» **Activity**:
Word for word, the listing below should be printed again.
--- Data for review ---
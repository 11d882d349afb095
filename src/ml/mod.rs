// ============================================================
// Layer 5 — ML / Model Layer (Burn)
// ============================================================
// This layer contains ALL Burn framework specific code.
// No other layer imports from burn directly — only this one
// and the data layer's Dataset/Batcher glue.
//
// Why isolate Burn code here?
//   - If Burn's API changes, we only update this layer
//   - Other layers are testable without a backend
//   - The model architecture is clearly separated from
//     data loading and application logic
//
// What's in this layer:
//
//   model.rs     — The feed-forward classifier
//                  Linear 256 → 128 → 32 → 1 with ReLU between
//                  layers and a sigmoid at prediction time.
//                  Loss: binary cross-entropy on logits with
//                  optional per-class weights.
//
//   trainer.rs   — The training loop
//                  RMSProp over mini-batches; returns the
//                  fitted model for evaluation. One fresh model
//                  per call — no state carries between folds.
//
//   evaluator.rs — Classification metrics
//                  Per-class precision/recall/F1, accuracy,
//                  and AUC from a trapezoid over the ROC curve.
//
// Reference: Burn Book §3 (Building Blocks)
//            Burn Book §5 (Training)

/// Feed-forward purchase classifier architecture
pub mod model;

/// Mini-batch training loop with optional class weights
pub mod trainer;

/// Precision, recall, classification report, and AUC
pub mod evaluator;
---
» **Your solution**:
repository 11d882d349afb095
filename src/ml/mod.rs
// ============================================================
// Layer 5 — ML / Model Layer (Burn)
// ============================================================
// This layer contains ALL Burn framework specific code.
// No other layer imports from burn directly — only this one
// and the data layer's Dataset/Batcher glue.
//
// Why isolate Burn code here?
//   - If Burn's API changes, we only update this layer
//   - Other layers are testable without a backend
//   - The model architecture is clearly separated from
//     data loading and application logic
//
// What's in this layer:
//
//   model.rs     — The feed-forward classifier
//                  Linear 256 → 128 → 32 → 1 with ReLU between
//                  layers and a sigmoid at prediction time.
//                  Loss: binary cross-entropy on logits with
//                  optional per-class weights.
//
//   trainer.rs   — The training loop
//                  RMSProp over mini-batches; returns the
//                  fitted model for evaluation. One fresh model
//                  per call — no state carries between folds.
//
//   evaluator.rs — Classification metrics
//                  Per-class precision/recall/F1, accuracy,
//                  and AUC from a trapezoid over the ROC curve.
//
// Reference: Burn Book §3 (Building Blocks)
//            Burn Book §5 (Training)

/// Feed-forward purchase classifier architecture
pub mod model;

/// Mini-batch training loop with optional class weights
pub mod trainer;

/// Precision, recall, classification report, and AUC
pub mod evaluator;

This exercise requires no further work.